**SUPPLIED MATERIAL**
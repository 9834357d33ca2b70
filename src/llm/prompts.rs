// Instructions for turning one bank statement into the ParsedStatement schema.

pub const STATEMENT_EXTRACTION_PROMPT: &str = r#"
You are a Bank Statement Transaction Extractor.

## YOUR MISSION
Read the attached bank statement and list every transaction it contains.

## RULES
- One entry per transaction line, in the order they appear on the statement.
- `date`: the transaction date as YYYY-MM-DD. Statements often print only day
  and month; take the year from the statement period.
- `description`: copy the payee/reference text as printed. Join wrapped lines
  with a single space.
- `amount_in`: money paid into the account, as a positive number, else 0.
- `amount_out`: money paid out of the account, as a positive number, else 0.
- `balance`: the running balance printed on that line. If a line has no
  balance, carry forward the most recent printed balance adjusted by the
  line's amounts.
- Never extract "Balance brought forward", "Balance carried forward", page
  totals or summary boxes as transactions.
- Numbers are plain JSON numbers: no currency symbols, no thousands separators.

## OUTPUT FORMAT
Return ONLY a JSON object matching the schema below. No prose, no markdown.
"#;

pub fn statement_user_prompt(bank_name: &str) -> String {
    format!(
        "The attached document is a statement from {}. Extract all of its transactions.",
        bank_name
    )
}
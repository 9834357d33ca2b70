use thiserror::Error;

#[derive(Error, Debug)]
pub enum LedgerError {
    #[error("Not found: {0}")]
    NotFound(String),

    #[error("Corrupt stored batch at {path}: {reason}")]
    Corrupt { path: String, reason: String },

    #[error("Statement parsing failed: {0}")]
    ParseFailed(String),

    #[error("Invalid filter: {0}")]
    InvalidFilter(String),

    #[error("Invalid period key: {0}")]
    InvalidPeriod(String),

    #[error("Configuration error: {0}")]
    Config(String),

    #[error("Serialization error: {0}")]
    SerializationError(#[from] serde_json::Error),

    #[error("IO error: {0}")]
    IoError(#[from] std::io::Error),
}

impl LedgerError {
    /// True for failures caused by the caller's input rather than by storage.
    pub fn is_client_error(&self) -> bool {
        matches!(
            self,
            LedgerError::InvalidFilter(_) | LedgerError::InvalidPeriod(_)
        )
    }
}

pub type Result<T> = std::result::Result<T, LedgerError>;
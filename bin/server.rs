// Statement ledger web server

use std::error::Error;
use std::sync::Arc;

use log::info;
use statement_ledger::http::{router, AppState};
use statement_ledger::llm::GeminiStatementParser;
use statement_ledger::{LocalStorage, Settings};

#[tokio::main]
async fn main() -> Result<(), Box<dyn Error>> {
    env_logger::init();

    let settings = Settings::from_env()?;
    info!(
        "Storing statements under {}",
        settings.local_storage_dir_path.display()
    );

    let storage = Arc::new(LocalStorage::new(settings.local_storage_dir_path.clone()));
    let parser = Arc::new(GeminiStatementParser::from_settings(&settings));
    let app = router(AppState::new(storage, parser));

    let listener = tokio::net::TcpListener::bind(&settings.server_addr).await?;
    info!("Listening on {}", settings.server_addr);

    axum::serve(listener, app).await?;
    Ok(())
}
pub mod client;
pub mod parser;
pub mod prompts;
pub mod types;

pub use client::*;
pub use parser::*;
pub use types::*;
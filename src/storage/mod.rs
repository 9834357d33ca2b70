//! Durable mapping from a [`PeriodKey`] to its raw statement and stored batch.
//!
//! [`StorageBackend`] is the seam a different store (object storage, say) would
//! implement; [`LocalStorage`] keeps everything in a directory tree.

pub mod local;

pub use local::LocalStorage;

use crate::error::Result;
use crate::schema::{PeriodKey, Transaction};

/// File name of the raw statement inside a month bucket.
pub const RAW_DOCUMENT_FILE: &str = "statement.pdf";

/// File name of the stored batch inside a month bucket.
pub const BATCH_FILE: &str = "transactions.json";

/// Storage operations used by ingestion and queries.
///
/// Failures distinguish absence from damage: a missing bucket or file is
/// [`LedgerError::NotFound`](crate::LedgerError::NotFound), a file that exists
/// but does not hold a valid batch is
/// [`LedgerError::Corrupt`](crate::LedgerError::Corrupt). Every read spanning
/// more than one bucket returns transactions sorted ascending by date.
pub trait StorageBackend: Send + Sync {
    /// Writes (or overwrites) the raw statement for `key`.
    fn store_raw_document(&self, key: &PeriodKey, bytes: &[u8]) -> Result<()>;

    fn get_raw_document(&self, key: &PeriodKey) -> Result<Vec<u8>>;

    /// Replaces the whole batch for `key`. Never merges with a previous batch.
    fn store_batch(&self, key: &PeriodKey, transactions: &[Transaction]) -> Result<()>;

    /// Returns the batch for `key` in stored order.
    fn get_batch(&self, key: &PeriodKey) -> Result<Vec<Transaction>>;

    /// Every bucket of one bank. Fails with `NotFound` if the bank is unknown.
    fn get_batches_for_bank(&self, bank_name: &str) -> Result<Vec<Transaction>>;

    /// One month across all banks. Banks without that bucket contribute nothing.
    fn get_batches_for_date(&self, year: i32, month: u32) -> Result<Vec<Transaction>>;

    /// Every month of one bank's year. Empty, not an error, when nothing is stored.
    fn get_batches_for_bank_for_year(&self, bank_name: &str, year: i32)
        -> Result<Vec<Transaction>>;

    /// One year across all banks.
    fn get_batches_for_year(&self, year: i32) -> Result<Vec<Transaction>>;

    /// Everything.
    fn get_all_batches(&self) -> Result<Vec<Transaction>>;
}
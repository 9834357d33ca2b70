use crate::error::{LedgerError, Result};
use crate::schema::Transaction;

/// Directory name for a month: always two digits.
pub fn month_segment(month: u32) -> String {
    format!("{:02}", month)
}

/// Parses a year directory name. Only the canonical spelling `year.to_string()`
/// produces is accepted, so `02025` is not a year.
pub fn parse_year_segment(name: &str) -> Option<i32> {
    if name.is_empty() || !name.bytes().all(|b| b.is_ascii_digit()) {
        return None;
    }
    if name.len() > 1 && name.starts_with('0') {
        return None;
    }
    name.parse().ok().filter(|year| (0..=9999).contains(year))
}

/// Parses a month directory name. Exactly two digits, `01` through `12`.
pub fn parse_month_segment(name: &str) -> Option<u32> {
    if name.len() != 2 || !name.bytes().all(|b| b.is_ascii_digit()) {
        return None;
    }
    name.parse().ok().filter(|m| (1..=12).contains(m))
}

/// A bank name becomes a directory under the storage root, so it must be a
/// single path segment.
pub fn validate_bank_name(bank_name: &str) -> Result<()> {
    if bank_name.trim().is_empty() {
        return Err(LedgerError::InvalidPeriod(
            "bank name must not be empty".to_string(),
        ));
    }
    if bank_name == "." || bank_name == ".." {
        return Err(LedgerError::InvalidPeriod(format!(
            "bank name '{}' is not a valid directory name",
            bank_name
        )));
    }
    if bank_name.contains(['/', '\\', '\0']) {
        return Err(LedgerError::InvalidPeriod(format!(
            "bank name '{}' must not contain path separators",
            bank_name
        )));
    }
    Ok(())
}

/// Stable ascending sort on `date`; equal dates keep their incoming order.
pub fn sort_by_date(transactions: &mut [Transaction]) {
    transactions.sort_by_key(|t| t.date);
}
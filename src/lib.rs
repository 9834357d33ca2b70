//! # Statement Ledger
//!
//! Stores uploaded bank statements and the transactions extracted from them in a
//! per-bank, per-year, per-month directory hierarchy, and answers filtered
//! queries across that hierarchy.
//!
//! ## Core Concepts
//!
//! - **Period Key**: `(bank_name, year, month)`, the address of one storage bucket
//! - **Raw Document**: the original statement bytes, stored before any parsing happens
//! - **Stored Batch**: every transaction of one bucket, replaced as a whole on re-ingestion
//! - **Ingestion Pipeline**: store raw, call the statement parser, store the batch
//! - **Query Resolver**: maps an optional bank/year/month filter to one storage read
//!
//! ## Example
//!
//! ```rust,ignore
//! use statement_ledger::*;
//! use std::sync::Arc;
//!
//! let storage = Arc::new(LocalStorage::new("/var/lib/statements"));
//! let pipeline = IngestionPipeline::new(storage.clone(), Arc::new(my_parser));
//!
//! let key = PeriodKey::new("Barclays", 2025, 1)?;
//! pipeline.ingest(&key, &pdf_bytes).await?;
//!
//! let filter = TransactionFilter::new(Some("Barclays".to_string()), Some(2025), None);
//! let january_onwards = QueryResolver::new(storage.as_ref()).resolve(&filter)?;
//! ```

pub mod error;
pub mod ingestion;
pub mod query;
pub mod schema;
pub mod settings;
pub mod storage;
pub mod utils;

#[cfg(feature = "gemini")]
pub mod llm;

#[cfg(feature = "server")]
pub mod http;

pub use error::{LedgerError, Result};
pub use ingestion::{IngestionPipeline, ParserError, StatementParser};
pub use query::{QueryPlan, QueryResolver, TransactionFilter};
pub use schema::{ParsedStatement, ParsedTransaction, PeriodKey, StoredBatch, Transaction};
pub use settings::Settings;
pub use storage::{LocalStorage, StorageBackend, BATCH_FILE, RAW_DOCUMENT_FILE};
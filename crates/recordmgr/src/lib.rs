//! Record manager: fixed-schema tables laid out as slotted pages over a
//! [`buffer::BufferPool`].
//!
//! Page 0 of a table file is the catalog header (tuple count, free-page
//! pointer, schema); pages 1.. hold fixed-size records at a stride of
//! `Schema::record_size()`. A record's leading byte is a tombstone:
//! `'+'` live, `'-'` deleted, anything else (a fresh zeroed page) free.
//! `findFreeSlot`'s "anything but '+' is free" rule is preserved exactly
//! since it's what lets a deleted slot be reused by a later insert
//! without a separate free list.
//!
//! Every operation here drives the buffer pool rather than the storage
//! layer directly, matching the data flow recordmgr → buffer → storage.


use buffer::{BufferPool, ReplacementStrategy};
use common::{DbError, DbResult, Rid, Row};
use std::path::{Path, PathBuf};
use storage::{PAGE_SIZE, PagedFile};
use types::{SqlType, Value};

/// Fixed width of an on-disk attribute name, NUL-padded.
pub const ATTRIBUTE_SIZE: usize = 15;

/// Live-record tombstone marker.
pub const TOMBSTONE_LIVE: u8 = b'+';
/// Deleted-record tombstone marker (slot is free to reuse).
pub const TOMBSTONE_DEAD: u8 = b'-';

/// Number of frames a table's buffer pool is opened with (both
/// `createTable` and `openTable` fix this at the same size).
const TABLE_BUFFER_POOL_PAGES: usize = 100;

/// Attribute data type, carrying its own fixed width for `String` rather
/// than a parallel `typeLength` array, since Rust enums can hold data,
/// unlike the legacy C `DataType` + `typeLength[]` pair. The on-disk catalog
/// still writes the type tag and length as two separate 4-byte fields,
/// so this is purely an in-memory simplification.
#[derive(Clone, Copy, Debug, PartialEq, Eq)]
pub enum DataType {
    Int,
    Float,
    Bool,
    String(u16),
}

impl DataType {
    pub fn width(&self) -> usize {
        match self {
            DataType::Int => 4,
            DataType::Float => 4,
            DataType::Bool => 1,
            DataType::String(len) => *len as usize,
        }
    }

    pub fn sql_type(&self) -> SqlType {
        match self {
            DataType::Int => SqlType::Int,
            DataType::Float => SqlType::Float,
            DataType::Bool => SqlType::Bool,
            DataType::String(_) => SqlType::String,
        }
    }

    fn code(&self) -> i32 {
        match self {
            DataType::Int => 0,
            DataType::Float => 1,
            DataType::Bool => 2,
            DataType::String(_) => 3,
        }
    }

    fn from_code(code: i32, len: i32) -> DbResult<Self> {
        match code {
            0 => Ok(DataType::Int),
            1 => Ok(DataType::Float),
            2 => Ok(DataType::Bool),
            3 => Ok(DataType::String(len.max(0) as u16)),
            other => Err(DbError::Catalog(format!("unknown data type code {other}"))),
        }
    }
}

/// A single named attribute within a schema.
#[derive(Clone, Debug, PartialEq, Eq)]
pub struct Attribute {
    pub name: String,
    pub data_type: DataType,
}

impl Attribute {
    pub fn new(name: impl Into<String>, data_type: DataType) -> Self {
        Self {
            name: name.into(),
            data_type,
        }
    }

    pub fn width(&self) -> usize {
        self.data_type.width()
    }
}

/// A table's fixed schema: attribute list plus key-attribute metadata.
///
/// The on-disk page-0 layout only persists `keySize`, not the actual
/// key-attribute ordinals, a legacy catalog peculiarity preserved here
/// rather than silently "fixed". On reopen, `key_indices` is
/// reconstructed as the first `key_size` attributes; see DESIGN.md for
/// this tradeoff's rationale.
#[derive(Clone, Debug, PartialEq, Eq)]
pub struct Schema {
    pub attrs: Vec<Attribute>,
    pub key_size: usize,
    pub key_indices: Vec<usize>,
}

impl Schema {
    pub fn new(attrs: Vec<Attribute>, key_indices: Vec<usize>) -> Self {
        let key_size = key_indices.len();
        Self {
            attrs,
            key_size,
            key_indices,
        }
    }

    /// `1 + Σ attrWidth(i)`, byte 0 is the tombstone marker.
    pub fn record_size(&self) -> usize {
        1 + self.attrs.iter().map(Attribute::width).sum::<usize>()
    }

    /// `1 + Σ` widths of attributes preceding `idx`.
    pub fn attr_offset(&self, idx: usize) -> DbResult<usize> {
        if idx >= self.attrs.len() {
            return Err(DbError::RecordMgr(format!("INVALID_ATTRIBUTE_NUM: {idx}")));
        }
        Ok(1 + self.attrs[..idx].iter().map(Attribute::width).sum::<usize>())
    }
}

/// A fixed-size record buffer: byte 0 is the tombstone, the remainder is
/// the attribute payload in schema order.
#[derive(Clone, Debug, PartialEq)]
pub struct Record {
    pub data: Vec<u8>,
    pub id: Option<Rid>,
}

impl Record {
    /// A fresh record, tombstone byte `'-'` and zeroed payload, matching
    /// the legacy `createRecord`'s `"-\0..."` initialization.
    pub fn new(schema: &Schema) -> Self {
        let mut data = vec![0u8; schema.record_size()];
        data[0] = TOMBSTONE_DEAD;
        Self { data, id: None }
    }

    pub fn get_attr(&self, schema: &Schema, idx: usize) -> DbResult<Value> {
        let attr = schema
            .attrs
            .get(idx)
            .ok_or_else(|| DbError::RecordMgr(format!("INVALID_ATTRIBUTE_NUM: {idx}")))?;
        let offset = schema.attr_offset(idx)?;
        let width = attr.width();
        let bytes = &self.data[offset..offset + width];
        Ok(match attr.data_type {
            DataType::Int => Value::Int(i32::from_le_bytes(bytes.try_into().unwrap())),
            DataType::Float => Value::Float(f32::from_le_bytes(bytes.try_into().unwrap())),
            DataType::Bool => Value::Bool(bytes[0] != 0),
            DataType::String(_) => {
                let end = bytes.iter().position(|&b| b == 0).unwrap_or(bytes.len());
                Value::Text(String::from_utf8_lossy(&bytes[..end]).into_owned())
            }
        })
    }

    pub fn set_attr(&mut self, schema: &Schema, idx: usize, value: &Value) -> DbResult<()> {
        let attr = schema
            .attrs
            .get(idx)
            .ok_or_else(|| DbError::RecordMgr(format!("INVALID_ATTRIBUTE_NUM: {idx}")))?;
        if value.sql_type() != Some(attr.data_type.sql_type()) {
            return Err(DbError::RecordMgr(format!(
                "DATATYPE_MISMATCH: attribute {idx} expects {:?}, got {value:?}",
                attr.data_type.sql_type()
            )));
        }
        let offset = schema.attr_offset(idx)?;
        let width = attr.width();
        let slice = &mut self.data[offset..offset + width];
        match (value, attr.data_type) {
            (Value::Int(v), DataType::Int) => slice.copy_from_slice(&v.to_le_bytes()),
            (Value::Float(v), DataType::Float) => slice.copy_from_slice(&v.to_le_bytes()),
            (Value::Bool(v), DataType::Bool) => slice[0] = *v as u8,
            (Value::Text(s), DataType::String(len)) => {
                let bytes = s.as_bytes();
                let n = bytes.len().min(len as usize);
                slice[..n].copy_from_slice(&bytes[..n]);
                slice[n..].fill(0);
            }
            _ => unreachable!("sql_type check above guarantees a matching variant"),
        }
        Ok(())
    }
}
use super::*;
use types::Value::*;

#[test]
fn eval_literals_and_columns() {
    let row = Row::new(vec![Int(1), Text("Will".into()), Bool(true)]);

    assert_eq!(eval(&Expr::lit(Int(42)), &row).unwrap(), Int(42));
    assert_eq!(eval(&Expr::column(1), &row).unwrap(), Text("Will".into()));
}

#[test]
fn unknown_column_errors() {
    let row = Row::new(vec![Int(1)]);
    let err = eval(&Expr::column(5), &row).unwrap_err();
    assert!(format!("{err}").contains("out of range"));
}

#[test]
fn eval_comparisons() {
    let row = Row::new(vec![Int(10), Int(20)]);
    let lt = Expr::binary(Expr::column(0), BinaryOp::Lt, Expr::column(1));
    assert_eq!(eval(&lt, &row).unwrap(), Bool(true));
}

#[test]
fn eval_logical_ops() {
    let row = Row::new(vec![Bool(true), Bool(false)]);
    let expr = Expr::binary(Expr::column(0), BinaryOp::And, Expr::column(1));
    assert_eq!(eval(&expr, &row).unwrap(), Bool(false));
}

#[test]
fn not_operator() {
    let row = Row::new(vec![Bool(false)]);
    let expr = Expr::not(Expr::column(0));
    assert_eq!(eval(&expr, &row).unwrap(), Bool(true));
}

#[test]
fn mismatched_types_fail() {
    let row = Row::new(vec![Int(1), Text("hi".into())]);
    let expr = Expr::binary(Expr::column(0), BinaryOp::Eq, Expr::column(1));

    let err = eval(&expr, &row).unwrap_err();
    assert!(format!("{err}").contains("incompatible types"));
}

#[test]
fn float_and_all_comparison_ops() {
    let row = Row::new(vec![Float(1.5), Float(2.5)]);
    assert_eq!(
        eval(&Expr::binary(Expr::column(0), BinaryOp::Le, Expr::column(1)), &row).unwrap(),
        Bool(true)
    );
    assert_eq!(
        eval(&Expr::binary(Expr::column(0), BinaryOp::Ge, Expr::column(1)), &row).unwrap(),
        Bool(false)
    );
    assert_eq!(
        eval(&Expr::binary(Expr::column(0), BinaryOp::Ne, Expr::column(1)), &row).unwrap(),
        Bool(true)
    );
}
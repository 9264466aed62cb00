//! Buffer pool manager sitting between the record manager and the
//! storage layer's paged file.
//!
//! A pool owns a fixed array of frames over one [`storage::PagedFile`].
//! Pins resolve a page number to a frame through a three-branch state
//! machine: hit an already-resident frame, fall back to an empty one,
//! or evict via the configured [`ReplacementStrategy`]. The legacy C
//! source hands callers a raw pointer into a frame's buffer that
//! outlives any lifetime tracking; [`PageHandle`] is instead an
//! index lease: [`BufferPool::frame_data`] / [`frame_data_mut`] borrow
//! from the pool itself, so the borrow checker enforces that the alias
//! cannot outlive the next `&mut self` call, rather than relying on a
//! runtime assertion to catch the same mistake.
//!
//! [`frame_data_mut`]: BufferPool::frame_data_mut


use common::{DbError, DbResult};
use std::path::{Path, PathBuf};
use storage::{PAGE_SIZE, PagedFile};

/// Page replacement policy a pool is configured with.
///
/// `Lfu` is declared but never dispatched in the legacy source; this
/// crate wires all four.
#[derive(Clone, Copy, Debug, PartialEq, Eq, serde::Serialize, serde::Deserialize)]
pub enum ReplacementStrategy {
    Fifo,
    Lru,
    Clock,
    Lfu,
}

/// A lightweight pair identifying a pinned page and the frame it lives
/// in. Valid only until the next pool operation that could retarget the
/// frame (another pin past capacity, or `unpin_page`).
#[derive(Clone, Copy, Debug, PartialEq, Eq)]
pub struct PageHandle {
    pub page_num: i32,
    frame_idx: usize,
}

impl PageHandle {
    pub fn page_num(&self) -> i32 {
        self.page_num
    }
}

/// A single buffer-pool slot.
///
/// `hit_num` doubles as the LRU monotonic hit counter and the CLOCK
/// reference bit (0 or 1); only one strategy is active per pool, so
/// the two meanings never collide. `ref_num` is the LFU reference
/// counter.
struct Frame {
    data: Box<[u8; PAGE_SIZE]>,
    page_num: Option<i32>,
    dirty: bool,
    pin_count: u32,
    hit_num: u64,
    ref_num: u64,
}

impl Frame {
    fn empty() -> Self {
        Self {
            data: Box::new([0u8; PAGE_SIZE]),
            page_num: None,
            dirty: false,
            pin_count: 0,
            hit_num: 0,
            ref_num: 0,
        }
    }
}

/// Fixed-size pool of frames backed by one paged file.
pub struct BufferPool {
    page_file_name: PathBuf,
    file: PagedFile,
    frames: Vec<Frame>,
    strategy: ReplacementStrategy,
    read_io: u64,
    write_io: u64,
    fifo_hand: usize,
    clock_hand: usize,
    lru_clock: u64,
}

impl BufferPool {
    /// Allocates `num_pages` empty frames over an already-created paged
    /// file. `num_pages` must be at least 1.
    pub fn init(
        page_file_name: impl Into<PathBuf>,
        num_pages: usize,
        strategy: ReplacementStrategy,
    ) -> DbResult<Self> {
        if num_pages == 0 {
            return Err(DbError::Buffer("numPages must be >= 1".into()));
        }
        let page_file_name = page_file_name.into();
        let file = PagedFile::open(&page_file_name)?;
        let frames = (0..num_pages).map(|_| Frame::empty()).collect();
        Ok(Self {
            page_file_name,
            file,
            frames,
            strategy,
            read_io: 0,
            write_io: 0,
            fifo_hand: 0,
            clock_hand: 0,
            lru_clock: 0,
        })
    }

    pub fn page_file_name(&self) -> &Path {
        &self.page_file_name
    }

    pub fn num_pages(&self) -> usize {
        self.frames.len()
    }

    pub fn strategy(&self) -> ReplacementStrategy {
        self.strategy
    }

    /// Flushes dirty unpinned frames, then fails with
    /// `PinnedPagesInBuffer` if any frame is still pinned. Consumes
    /// `self` either way.
    pub fn shutdown(mut self) -> DbResult<()> {
        self.force_flush_pool()?;
        if self.frames.iter().any(|f| f.pin_count > 0) {
            return Err(DbError::Buffer("PINNED_PAGES_IN_BUFFER".into()));
        }
        Ok(())
    }

    /// Writes back every dirty, unpinned frame.
    pub fn force_flush_pool(&mut self) -> DbResult<()> {
        for idx in 0..self.frames.len() {
            if self.frames[idx].pin_count == 0 && self.frames[idx].dirty {
                self.write_frame(idx)?;
            }
        }
        Ok(())
    }

    /// Resolves `page_num` into a frame, pinning it: hit, load into an
    /// empty frame, or evict a victim frame and load into that.
    pub fn pin_page(&mut self, page_num: i32) -> DbResult<PageHandle> {
        if page_num < 0 {
            return Err(DbError::Buffer(format!("invalid page number {page_num}")));
        }

        if let Some(idx) = self.find_resident(page_num) {
            self.frames[idx].pin_count += 1;
            self.touch(idx);
            return Ok(PageHandle {
                page_num,
                frame_idx: idx,
            });
        }

        if let Some(idx) = self.find_empty() {
            self.load_into(idx, page_num)?;
            return Ok(PageHandle {
                page_num,
                frame_idx: idx,
            });
        }

        let idx = self
            .select_victim()
            .ok_or_else(|| DbError::Buffer("no unpinned frame available for eviction".into()))?;
        if self.frames[idx].dirty {
            self.write_frame(idx)?;
        }
        self.load_into(idx, page_num)?;
        Ok(PageHandle {
            page_num,
            frame_idx: idx,
        })
    }

    pub fn mark_dirty(&mut self, handle: &PageHandle) -> DbResult<()> {
        let idx = self.resolve(handle)?;
        self.frames[idx].dirty = true;
        Ok(())
    }

    /// Decrements the frame's pin count. Unpinning an already-unpinned
    /// frame is a permissive no-op, matching the legacy source's
    /// tolerance.
    pub fn unpin_page(&mut self, handle: &PageHandle) -> DbResult<()> {
        let idx = self.resolve(handle)?;
        if self.frames[idx].pin_count > 0 {
            self.frames[idx].pin_count -= 1;
        }
        Ok(())
    }

    /// Writes the frame's contents to disk unconditionally and clears
    /// its dirty bit.
    pub fn force_page(&mut self, handle: &PageHandle) -> DbResult<()> {
        let idx = self.resolve(handle)?;
        self.write_frame(idx)
    }

    pub fn frame_data(&self, handle: &PageHandle) -> DbResult<&[u8; PAGE_SIZE]> {
        let idx = self.resolve(handle)?;
        Ok(self.frames[idx].data.as_ref())
    }

    pub fn frame_data_mut(&mut self, handle: &PageHandle) -> DbResult<&mut [u8; PAGE_SIZE]> {
        let idx = self.resolve(handle)?;
        Ok(self.frames[idx].data.as_mut())
    }

    /// Page number resident in each frame, `None` for `NO_PAGE`.
    pub fn frame_contents(&self) -> Vec<Option<i32>> {
        self.frames.iter().map(|f| f.page_num).collect()
    }

    pub fn dirty_flags(&self) -> Vec<bool> {
        self.frames.iter().map(|f| f.dirty).collect()
    }

    pub fn fix_counts(&self) -> Vec<u32> {
        self.frames.iter().map(|f| f.pin_count).collect()
    }

    pub fn num_read_io(&self) -> u64 {
        self.read_io
    }

    pub fn num_write_io(&self) -> u64 {
        self.write_io
    }

    fn resolve(&self, handle: &PageHandle) -> DbResult<usize> {
        match self.frames.get(handle.frame_idx) {
            Some(f) if f.page_num == Some(handle.page_num) => Ok(handle.frame_idx),
            _ => Err(DbError::Buffer(format!(
                "RC_ERROR: page {} not resident in buffer pool",
                handle.page_num
            ))),
        }
    }

    fn find_resident(&self, page_num: i32) -> Option<usize> {
        self.frames
            .iter()
            .position(|f| f.page_num == Some(page_num))
    }

    fn find_empty(&self) -> Option<usize> {
        self.frames.iter().position(|f| f.page_num.is_none())
    }

    /// Loads `page_num` into frame `idx`, growing the underlying file
    /// first if the page doesn't exist yet. The record manager relies
    /// on this to extend a table's insert-scan loop without calling
    /// `ensure_capacity` itself.
    fn load_into(&mut self, idx: usize, page_num: i32) -> DbResult<()> {
        self.file.ensure_capacity(page_num + 1)?;
        self.file.read_block(page_num, self.frames[idx].data.as_mut())?;
        self.frames[idx].page_num = Some(page_num);
        self.frames[idx].dirty = false;
        self.frames[idx].pin_count = 1;
        self.frames[idx].hit_num = 0;
        self.frames[idx].ref_num = 0;
        self.read_io += 1;
        self.touch(idx);
        Ok(())
    }

    fn write_frame(&mut self, idx: usize) -> DbResult<()> {
        let page_num = self.frames[idx]
            .page_num
            .ok_or_else(|| DbError::Buffer("cannot flush an empty frame".into()))?;
        self.file.write_block(page_num, self.frames[idx].data.as_ref())?;
        self.frames[idx].dirty = false;
        self.write_io += 1;
        Ok(())
    }

    /// Updates the policy cookie for a frame that was just pinned,
    /// whether freshly loaded or re-pinned while already resident.
    fn touch(&mut self, idx: usize) {
        match self.strategy {
            ReplacementStrategy::Fifo => {}
            ReplacementStrategy::Lru => {
                self.lru_clock += 1;
                self.frames[idx].hit_num = self.lru_clock;
            }
            ReplacementStrategy::Clock => {
                self.frames[idx].hit_num = 1;
            }
            ReplacementStrategy::Lfu => {
                self.frames[idx].ref_num += 1;
            }
        }
    }

    fn select_victim(&mut self) -> Option<usize> {
        match self.strategy {
            ReplacementStrategy::Fifo => self.select_fifo(),
            ReplacementStrategy::Lru => self.select_lru(),
            ReplacementStrategy::Clock => self.select_clock(),
            ReplacementStrategy::Lfu => self.select_lfu(),
        }
    }

    /// Starts scanning at `fifo_hand` and advances circularly until an
    /// unpinned frame is found, then leaves the hand just past it.
    fn select_fifo(&mut self) -> Option<usize> {
        let n = self.frames.len();
        for i in 0..n {
            let idx = (self.fifo_hand + i) % n;
            if self.frames[idx].pin_count == 0 {
                self.fifo_hand = (idx + 1) % n;
                return Some(idx);
            }
        }
        None
    }

    /// Unpinned frame with the smallest hit counter; ties favor the
    /// lowest frame index (`min_by_key` returns the first minimum seen).
    fn select_lru(&self) -> Option<usize> {
        self.frames
            .iter()
            .enumerate()
            .filter(|(_, f)| f.pin_count == 0)
            .min_by_key(|(_, f)| f.hit_num)
            .map(|(i, _)| i)
    }

    fn select_lfu(&self) -> Option<usize> {
        self.frames
            .iter()
            .enumerate()
            .filter(|(_, f)| f.pin_count == 0)
            .min_by_key(|(_, f)| f.ref_num)
            .map(|(i, _)| i)
    }

    /// Advances the hand, clearing reference bits it passes over, until
    /// it lands on an unpinned frame with a cleared bit.
    fn select_clock(&mut self) -> Option<usize> {
        let n = self.frames.len();
        if n == 0 {
            return None;
        }
        for _ in 0..(2 * n + 1) {
            let idx = self.clock_hand;
            if self.frames[idx].pin_count == 0 {
                if self.frames[idx].hit_num == 0 {
                    self.clock_hand = (idx + 1) % n;
                    return Some(idx);
                }
                self.frames[idx].hit_num = 0;
            }
            self.clock_hand = (self.clock_hand + 1) % n;
        }
        None
    }
}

**WORK REQUEST**
Select every line in the records above that contains the word "info".

**ANSWER FOR THIS EXERCISE**
use log::info;
    info!(
    info!("Listening on {}", settings.server_addr);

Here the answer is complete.